Joe, on the other hand, knew that there was more they could do with the business. He wasn`t sure what needed to be done, but he realized that marketing would play a large part in the future success of their business. Joe spent a lot of time out on the road, talking to customers, finding out what competitors were up to, and looking for new opportunities.
Joe often returned from sales trips and trade shows brimming with ideas. He told Tom that they needed to expand their marketing efforts to include new media and a social media program. But Tom insisted that they were doing enough marketing and had no reason to change. Sometimes when a business has been successful, the thought of new activities seems to be an unnecessary expense.
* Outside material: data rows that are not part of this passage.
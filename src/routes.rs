mod mash;
mod sessions;

pub use mash::{get_latest_mash_handler, post_mash_handler};
pub use sessions::*;

use actix_web::error::{InternalError, JsonPayloadError, QueryPayloadError};
use actix_web::{HttpRequest, HttpResponse, Responder, get, web};
use serde::Serialize;

use crate::scheduler::{EngineError, Scheduler};

#[derive(Serialize)]
struct ErrorResponse {
    reason: &'static str,
    code: u32,
}

#[derive(Serialize)]
struct ErrorResponseWithMessage {
    reason: &'static str,
    code: u32,
    message: String,
}

pub fn json_error_handler(err: JsonPayloadError, _req: &HttpRequest) -> actix_web::Error {
    let response = HttpResponse::BadRequest().json(ErrorResponseWithMessage {
        reason: "ERR_INVALID_ARGUMENT",
        code: 1,
        message: err.to_string(),
    });
    InternalError::from_response(err, response).into()
}

pub fn query_error_handler(err: QueryPayloadError, _req: &HttpRequest) -> actix_web::Error {
    let response = HttpResponse::BadRequest().json(ErrorResponse {
        reason: "ERR_INVALID_ARGUMENT",
        code: 1,
    });
    InternalError::from_response(err, response).into()
}

fn engine_error_response(err: EngineError) -> HttpResponse {
    match err {
        EngineError::UnknownSession(id) => HttpResponse::NotFound().json(ErrorResponseWithMessage {
            reason: "ERR_NOT_FOUND",
            code: 3,
            message: format!("Session {id} not found."),
        }),
        EngineError::MissingVerdict(_) => HttpResponse::InternalServerError().json(ErrorResponse {
            reason: "ERR_INTERNAL",
            code: 6,
        }),
    }
}

#[get("/stats")]
pub async fn get_stats_handler(scheduler: web::Data<Scheduler>) -> impl Responder {
    HttpResponse::Ok().json(scheduler.stats())
}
Unfortunately a business owner can wait too long, until the market requirements and competitors catch up to them and it’s then too late.
As time passed, the conflict with Tom became unbearable for Joe. He recognized the opportunities for the family business but knew that his brother would not change. Joe decided to start his own business. He knew that marketing was more than a brochure and the occasional sale. Over the years, he had learned that there are two key components to marketing:
1. Creating and using the various tools available.
2. Managing the marketing program from original strategy and design to the finished marketing materials.
Joe planned to stay in the same kind of business as his family. His first major commitment was to ensure that his business would be marketing-oriented.
He researched opportunities, became familiar with new marketing techniques, and established a long-term relationship with a marketing professional, who helped guide him and establish a team of suppliers to cover traditional, new media and social media marketing. Joes’ strategy included using the best of the established methods and continually testing new marketing methods.
Eventually, Tom’s business stagnated, sales barely kept up with expenses, and profits became a thing of the past. While Tom was suffering, Joe became more successful than even he had dreamed he could be.
Joe hired a marketing consultant. Together, they developed a solid sales and marketing strategy, embraced new technology by establishing a strong database, and conducted ongoing focused communication with staff, suppliers, customers, and prospects. They developed and updated sales tools on an ongoing basis to keep their sales force and customer service staff equipped with the latest in marketing weapons.
In time, Joe absorbed the family business into his own. Tom stayed on but acquired a new appreciation for marketing. Joe continued to manage the marketing efforts and his company grew large enough to create their own internal marketing team. Joe creates the company vision and the entire company carries out that vision.
These cases demonstrate how marketing plays a key role in the success of any small business. Ignoring the advantages that a structured, well thought-out marketing program offers could put your business in jeopardy. Make use of experts, try to benefit from their years of experience and keep up with the newest techniques.